Tan Sri Musa Hassan said that although the nine-member SPP was chaired by the minister, its composition included the Inspector-General of Police, members of other agencies and former judges.
“The minister cannot make the decision alone. The commission will discuss appointments. No one person has absolute power to determine who should be promoted, ” he said.
He noted that the post of IGP is an appointment by the Yang di-Pertuan Agong while that of senior police officers comes under the purview of the SPP collectively.
“It is inaccurate to say the minister has the power with regards to the appointment of senior police officers as it is done by the commission according to law under Article 140 of the Federal Constitution, ” he added.
Musa, who served as IGP between 2006 and 2010, said that recommendations for the appointment of junior officers such as inspectors lie in the hands of the IGP, respective state police chiefs or directors in charge of federal police divisions.
He was commenting on outgoing IGP Tan Sri Abdul Hamid Bador’s farewell press conference in Kuala Lumpur on Friday, where he slammed current Home Minister Datuk Seri Hamzah Zainudin for what he called political interference in the police force, and proposed that the SPP not be chaired by a minister to prevent meddling by politicians.
Musa acknowledged the occurrence of political interference at the operational level without the knowledge of the IGP.
“This happens at an operational level. A politician may direct officers such as state police chiefs or junior officers without the IGP’s knowledge.
“Any instructions should go to the IGP. It’s up to the IGP to issue orders.
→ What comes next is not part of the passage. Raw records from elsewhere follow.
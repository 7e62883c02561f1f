//! Socketace - TCP over DNS
//!
//! The client accepts local TCP connections and carries each one through its
//! own DNS tunnel session; the server answers the queries authoritatively and
//! connects every session to a fixed upstream TCP service.

use anyhow::{Context, Result};
use clap::{Parser, Subcommand};
use log::{error, info, warn};
use std::net::SocketAddr;
use std::path::PathBuf;
use std::sync::Arc;
use tokio::net::{TcpListener, TcpStream, UdpSocket};

use socketace::{
    relay, DnsClient, DnsServer, DnsTransport, Encoder, QueryType, TunnelConfig, TunnelStream,
    UdpTransport,
};

#[derive(Parser)]
#[command(name = "socketace")]
#[command(version, long_version = env!("SOCKETACE_LONG_VERSION"))]
#[command(about = "Tunnel TCP connections through DNS queries", long_about = None)]
struct Cli {
    /// Configuration file path
    #[arg(short, long, value_name = "FILE")]
    config: Option<PathBuf>,

    /// Authoritative domain of the tunnel
    #[arg(short, long, global = true)]
    domain: Option<String>,

    /// Enable verbose logging
    #[arg(short, long)]
    verbose: bool,

    #[command(subcommand)]
    command: Commands,
}

#[derive(Subcommand)]
enum Commands {
    /// Accept local TCP connections and tunnel them
    Client {
        /// Local bind address
        #[arg(short, long)]
        listen: Option<SocketAddr>,

        /// DNS resolver to send queries to
        #[arg(short, long)]
        resolver: Option<SocketAddr>,

        /// Skip query type detection
        #[arg(long)]
        query_type: Option<QueryType>,

        /// Skip upstream encoder detection
        #[arg(long)]
        upstream_encoder: Option<Encoder>,

        /// Skip downstream encoder detection
        #[arg(long)]
        downstream_encoder: Option<Encoder>,

        /// Skip downstream fragment size probing
        #[arg(long)]
        fragment_size: Option<usize>,
    },

    /// Answer tunnel queries and connect sessions upstream
    Server {
        /// UDP bind address
        #[arg(short, long)]
        listen: Option<SocketAddr>,

        /// TCP service sessions are connected to
        #[arg(short, long)]
        upstream: Option<SocketAddr>,
    },

    /// Print the effective configuration as TOML
    Config,
}

#[tokio::main]
async fn main() -> Result<()> {
    let cli = Cli::parse();

    let level = if cli.verbose {
        log::LevelFilter::Debug
    } else {
        log::LevelFilter::Info
    };
    env_logger::Builder::from_default_env()
        .filter_level(level)
        .init();

    let mut config = match &cli.config {
        Some(path) => TunnelConfig::from_file(path)
            .with_context(|| format!("Failed to load config from {:?}", path))?,
        None => TunnelConfig::default(),
    };
    if let Some(domain) = cli.domain {
        config.domain = domain;
    }

    match cli.command {
        Commands::Client {
            listen,
            resolver,
            query_type,
            upstream_encoder,
            downstream_encoder,
            fragment_size,
        } => {
            let client = &mut config.client;
            if let Some(listen) = listen {
                client.listen = listen;
            }
            if let Some(resolver) = resolver {
                client.resolver = resolver;
            }
            client.query_type = query_type.or(client.query_type);
            client.upstream_encoder = upstream_encoder.or(client.upstream_encoder);
            client.downstream_encoder = downstream_encoder.or(client.downstream_encoder);
            client.fragment_size = fragment_size.or(client.fragment_size);

            config.validate().context("Invalid configuration")?;
            run_client(config).await
        }
        Commands::Server { listen, upstream } => {
            if let Some(listen) = listen {
                config.server.listen = listen;
            }
            if let Some(upstream) = upstream {
                config.server.upstream = upstream;
            }

            config.validate().context("Invalid configuration")?;
            run_server(config).await
        }
        Commands::Config => {
            print!("{}", config.to_toml()?);
            Ok(())
        }
    }
}

async fn run_client(config: TunnelConfig) -> Result<()> {
    let client = DnsClient::new(config.client_options());
    let resolver = config.client.resolver;
    let listener = TcpListener::bind(config.client.listen)
        .await
        .with_context(|| format!("Failed to bind {}", config.client.listen))?;
    info!(
        "Tunnelling {} through {} via resolver {}",
        config.client.listen, config.domain, resolver
    );

    loop {
        let (tcp, peer) = listener.accept().await?;
        let client = client.clone();
        tokio::spawn(async move {
            if let Err(e) = tunnel_connection(&client, resolver, tcp).await {
                warn!("Connection from {} failed: {:#}", peer, e);
            }
        });
    }
}

async fn tunnel_connection(client: &DnsClient, resolver: SocketAddr, tcp: TcpStream) -> Result<()> {
    let transport: Arc<dyn DnsTransport> = Arc::new(
        UdpTransport::connect(resolver)
            .await
            .context("Failed to open resolver socket")?,
    );
    let conn = client
        .connect(transport)
        .await
        .context("Tunnel handshake failed")?;
    info!("Session {:?} established", conn.user_id());

    let stream: Arc<dyn TunnelStream> = Arc::new(conn);
    let (sent, received) = relay(stream, tcp).await?;
    info!("Session done: {} bytes up, {} bytes down", sent, received);
    Ok(())
}

async fn run_server(config: TunnelConfig) -> Result<()> {
    let socket = UdpSocket::bind(config.server.listen)
        .await
        .with_context(|| format!("Failed to bind {}", config.server.listen))?;
    let server = Arc::new(DnsServer::new(config.server_options()));
    let upstream = config.server.upstream;

    let mut serve = tokio::spawn(server.clone().serve_udp(socket));

    loop {
        tokio::select! {
            result = &mut serve => {
                return match result {
                    Ok(Ok(())) => Ok(()),
                    Ok(Err(e)) => Err(e).context("DNS service failed"),
                    Err(e) => Err(e).context("DNS service panicked"),
                };
            }
            accepted = server.accept() => {
                let Some(conn) = accepted else {
                    return Ok(());
                };
                tokio::spawn(async move {
                    let user = conn.user_id();
                    let stream: Arc<dyn TunnelStream> = Arc::new(conn);
                    match TcpStream::connect(upstream).await {
                        Ok(tcp) => match relay(stream, tcp).await {
                            Ok((sent, received)) => {
                                info!("User {} done: {} bytes down, {} bytes up", user, sent, received)
                            }
                            Err(e) => warn!("User {} relay failed: {}", user, e),
                        },
                        Err(e) => {
                            error!("User {}: cannot reach {}: {}", user, upstream, e);
                            let _ = stream.close().await;
                        }
                    }
                });
            }
        }
    }
}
That is the procedure, ” he explained.
Musa, a veteran of 41 years in the force, noted that police officers are bound to act on legal orders and can disobey any orders even from superiors, if such orders are illegal.
Tan Sri Abdul Rahim Noor said there was no need to revamp the SPP to exclude the Home Minister from chairing the commission.
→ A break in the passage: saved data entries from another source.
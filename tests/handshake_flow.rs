//! Handshake and data flow through simulated resolver paths

mod common;

use std::time::Duration;

use common::{server, PathProfile, Resolver};
use socketace::dns::RecordType;
use socketace::{
    ClientOptions, DnsClient, DnsTransport, Encoder, Overrides, QueryType, ServerOptions,
    TunnelStream,
};
use std::sync::Arc;

fn client(overrides: Overrides) -> DnsClient {
    DnsClient::new(ClientOptions {
        domain: common::DOMAIN.into(),
        overrides,
        poll_interval: Duration::from_millis(50),
        lazy_poll_interval: Duration::from_millis(50),
        round_trip_timeout: Duration::from_secs(2),
    })
}

#[tokio::test]
async fn test_end_to_end_over_classic_udp_limit() {
    let server = server(ServerOptions::default());
    let resolver = Resolver::new(server.clone(), PathProfile::default());
    let transport: Arc<dyn DnsTransport> = resolver.clone();

    let conn = client(Overrides::default())
        .connect(transport)
        .await
        .expect("handshake should succeed");

    let serializer = conn.serializer();
    assert!(serializer.user_id.is_some());
    assert!(serializer.upstream.encoder.is_some());
    assert!(serializer.downstream.encoder.is_some());
    assert!(serializer.downstream.fragment_size > 0);
    assert!(serializer.downstream.fragment_size <= 768);
    assert!(!serializer.use_edns0, "512-octet path cannot carry the EDNS0 test");

    let writer = tokio::spawn(async move {
        conn.write(b"hello").await.expect("write should be acknowledged");
        conn
    });

    let accepted = tokio::time::timeout(Duration::from_secs(5), server.accept())
        .await
        .expect("session should be accepted")
        .expect("server is running");
    let mut buf = [0u8; 16];
    let n = accepted.read(&mut buf).await.unwrap();
    assert_eq!(&buf[..n], b"hello");

    let conn = writer.await.unwrap();
    let reply = tokio::spawn(async move {
        accepted.write(b"world").await.unwrap();
        accepted
    });
    let mut buf = [0u8; 16];
    let n = tokio::time::timeout(Duration::from_secs(5), conn.read(&mut buf))
        .await
        .expect("reply should arrive")
        .unwrap();
    assert_eq!(&buf[..n], b"world");
    reply.await.unwrap();

    conn.close().await.unwrap();
}

#[tokio::test]
async fn test_case_folding_resolver_pins_base32_upstream() {
    let server = server(ServerOptions::default());
    let profile = PathProfile {
        fold_case: true,
        ..Default::default()
    };
    let transport: Arc<dyn DnsTransport> = Resolver::new(server, profile);

    let conn = client(Overrides::default()).connect(transport).await.unwrap();
    assert_eq!(conn.serializer().upstream_encoder(), Encoder::Base32);
    conn.close().await.unwrap();
}

#[tokio::test]
async fn test_pinned_overrides_are_used_verbatim() {
    let server = server(ServerOptions::default());
    let resolver = Resolver::new(server, PathProfile::default());
    let transport: Arc<dyn DnsTransport> = resolver.clone();

    let overrides = Overrides {
        query_type: Some(QueryType::Txt),
        upstream_encoder: Some(Encoder::Base32),
        downstream_encoder: Some(Encoder::Base64),
        fragment_size: Some(200),
        ..Default::default()
    };
    let conn = client(overrides).connect(transport).await.unwrap();

    let serializer = conn.serializer();
    assert_eq!(serializer.query_type(), QueryType::Txt);
    assert_eq!(serializer.upstream_encoder(), Encoder::Base32);
    assert_eq!(serializer.downstream_encoder(), Encoder::Base64);
    assert_eq!(serializer.downstream.fragment_size, 200);

    // no encoder tests; the only fragment test is the EDNS0 one
    let commands = resolver.commands();
    assert!(!commands.contains(&b'z'));
    assert!(!commands.contains(&b'y'));
    assert_eq!(commands.iter().filter(|&&c| c == b'f').count(), 1);
    conn.close().await.unwrap();
}

#[tokio::test]
async fn test_blocked_query_types_fall_back_to_txt() {
    let server = server(ServerOptions::default());
    let profile = PathProfile {
        blocked: vec![RecordType::NULL, QueryType::Private.record_type()],
        ..Default::default()
    };
    let transport: Arc<dyn DnsTransport> = Resolver::new(server, profile);

    let conn = client(Overrides::default()).connect(transport).await.unwrap();
    assert_eq!(conn.serializer().query_type(), QueryType::Txt);
    assert_ne!(conn.serializer().downstream_encoder(), Encoder::Raw);
    conn.close().await.unwrap();
}

#[tokio::test]
async fn test_unreliable_downstream_encoder_falls_back_to_base32() {
    let server = server(ServerOptions::default());
    let profile = PathProfile {
        blocked: vec![RecordType::NULL, QueryType::Private.record_type()],
        mangle_txt_over: Some(200),
        ..Default::default()
    };
    let transport: Arc<dyn DnsTransport> = Resolver::new(server.clone(), profile);

    let conn = client(Overrides::default()).connect(transport).await.unwrap();
    assert_eq!(conn.serializer().query_type(), QueryType::Txt);
    assert_eq!(conn.serializer().downstream_encoder(), Encoder::Base32);
    assert!(conn.serializer().downstream.fragment_size >= 82);
    // the abandoned first handshake gave its user back
    assert_eq!(server.user_count().await, 1);
    conn.close().await.unwrap();
}

#[tokio::test]
async fn test_lost_version_reply_costs_no_extra_user() {
    let server = server(ServerOptions::default());
    let profile = PathProfile {
        lose_first_reply: Some(b'v'),
        ..Default::default()
    };
    let resolver = Resolver::new(server.clone(), profile);
    let transport: Arc<dyn DnsTransport> = resolver.clone();

    let conn = client(Overrides::default()).connect(transport).await.unwrap();
    let versions = resolver.commands().iter().filter(|&&c| c == b'v').count();
    assert_eq!(versions, 2, "the lost reply should be retried once");
    assert_eq!(server.user_count().await, 1);
    conn.close().await.unwrap();
    assert_eq!(server.user_count().await, 0);
}

#[tokio::test]
async fn test_full_server_rejects_handshake() {
    let server = server(ServerOptions {
        max_users: 1,
        ..Default::default()
    });
    let first: Arc<dyn DnsTransport> = Resolver::new(server.clone(), PathProfile::default());
    let _conn = client(Overrides::default()).connect(first).await.unwrap();

    let second: Arc<dyn DnsTransport> = Resolver::new(server, PathProfile::default());
    let err = client(Overrides::default()).connect(second).await.unwrap_err();
    assert!(err.to_string().contains("version"), "{}", err);
}
//! Static registration of state hierarchies.
//!
//! Every machine kind declares, once at startup, the ordered tree of state
//! kinds nested under it. The registry reads this table when a machine is
//! activated and instantiates one state per descriptor.
//!
//! # Example
//!
//! ```rust
//! use statenest::catalog::StateCatalog;
//! use statenest::core::State;
//! use statenest::state_blueprint;
//!
//! #[derive(Debug, Default)]
//! struct Closed;
//! impl State for Closed {}
//!
//! #[derive(Debug, Default)]
//! struct Open;
//! impl State for Open {}
//!
//! let catalog = StateCatalog::builder()
//!     .register(state_blueprint!("Door" => { Closed, Open }))
//!     .build()
//!     .unwrap();
//!
//! assert!(catalog.contains("Door"));
//! ```

pub mod builder;
pub mod descriptor;
pub mod error;
pub mod macros;

pub use builder::CatalogBuilder;
pub use descriptor::{MachineBlueprint, StateDescriptor, StateFactory};
pub use error::CatalogError;

use std::collections::HashMap;

/// Lookup table from machine kind to its declared state hierarchy.
#[derive(Clone, Debug, Default)]
pub struct StateCatalog {
    pub(crate) blueprints: HashMap<String, MachineBlueprint>,
}

impl StateCatalog {
    pub fn builder() -> CatalogBuilder {
        CatalogBuilder::new()
    }

    pub fn get(&self, kind: &str) -> Option<&MachineBlueprint> {
        self.blueprints.get(kind)
    }

    pub fn contains(&self, kind: &str) -> bool {
        self.blueprints.contains_key(kind)
    }

    pub fn kinds(&self) -> impl Iterator<Item = &str> + '_ {
        self.blueprints.keys().map(String::as_str)
    }

    pub fn len(&self) -> usize {
        self.blueprints.len()
    }

    pub fn is_empty(&self) -> bool {
        self.blueprints.is_empty()
    }
}
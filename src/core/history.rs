//! State transition history tracking.
//!
//! Each machine keeps a bounded record of the transitions it performed, in
//! order. Records are plain serializable values, handy for debugging dumps.

use chrono::{DateTime, Utc};
use serde::{Deserialize, Serialize};
use std::collections::VecDeque;
use std::time::Duration;

/// Record of a single state transition.
///
/// # Example
///
/// ```rust
/// use statenest::core::TransitionRecord;
///
/// let record = TransitionRecord::new("Idle", "Patrol", 12);
/// assert_eq!(record.from, "Idle");
/// assert_eq!(record.tick, 12);
/// ```
#[derive(Clone, Debug, PartialEq, Serialize, Deserialize)]
pub struct TransitionRecord {
    /// The state being transitioned from
    pub from: String,
    /// The state being transitioned to
    pub to: String,
    /// Manager tick during which the transition happened
    pub tick: u64,
    /// When the transition occurred
    pub timestamp: DateTime<Utc>,
}

impl TransitionRecord {
    pub fn new(from: impl Into<String>, to: impl Into<String>, tick: u64) -> Self {
        Self {
            from: from.into(),
            to: to.into(),
            tick,
            timestamp: Utc::now(),
        }
    }
}

/// Ordered, bounded history of transitions.
///
/// Once `limit` records are held, recording a new one evicts the oldest.
///
/// # Example
///
/// ```rust
/// use statenest::core::{TransitionHistory, TransitionRecord};
///
/// let mut history = TransitionHistory::new(8);
/// history.record(TransitionRecord::new("Idle", "Patrol", 1));
/// history.record(TransitionRecord::new("Patrol", "Chase", 4));
///
/// assert_eq!(history.path(), vec!["Idle", "Patrol", "Chase"]);
/// ```
#[derive(Clone, Debug, Serialize, Deserialize)]
pub struct TransitionHistory {
    records: VecDeque<TransitionRecord>,
    limit: usize,
}

impl TransitionHistory {
    pub fn new(limit: usize) -> Self {
        Self {
            records: VecDeque::with_capacity(limit.min(64)),
            limit,
        }
    }

    /// Record a transition, evicting the oldest one when full.
    pub fn record(&mut self, record: TransitionRecord) {
        if self.limit == 0 {
            return;
        }
        while self.records.len() >= self.limit {
            self.records.pop_front();
        }
        self.records.push_back(record);
    }

    /// Retained records, oldest first.
    pub fn records(&self) -> impl Iterator<Item = &TransitionRecord> + '_ {
        self.records.iter()
    }

    pub fn last(&self) -> Option<&TransitionRecord> {
        self.records.back()
    }

    /// Get the path of states traversed.
    ///
    /// The oldest retained `from` state, then the `to` state of each record.
    pub fn path(&self) -> Vec<&str> {
        let mut path = Vec::with_capacity(self.records.len() + 1);
        if let Some(first) = self.records.front() {
            path.push(first.from.as_str());
        }
        path.extend(self.records.iter().map(|record| record.to.as_str()));
        path
    }

    /// Time between the oldest and newest retained records.
    ///
    /// `None` when empty.
    pub fn duration(&self) -> Option<Duration> {
        let (first, last) = (self.records.front()?, self.records.back()?);
        last.timestamp
            .signed_duration_since(first.timestamp)
            .to_std()
            .ok()
    }

    pub fn len(&self) -> usize {
        self.records.len()
    }

    pub fn is_empty(&self) -> bool {
        self.records.is_empty()
    }

    pub fn limit(&self) -> usize {
        self.limit
    }

    pub fn clear(&mut self) {
        self.records.clear();
    }
}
“During my tenure, the post of Home Minister was coincidentally also held by Prime Minister Tun Dr Mahathir Mohamad.
“This was allowed under the law. There were no problems, ” he added.
He said this was because decisions by the SPP were done collectively and not by the minister who chaired the commission.
Abdul Rahim, who served as IGP between 1994 and 1997, said the suggestion that a non-politician sit as chairman of the SPP would not resolve the inherent problem of “human weaknesses”.
“At the end of the day, it still boils down to human weaknesses, no matter who chairs the SPP, ” he added.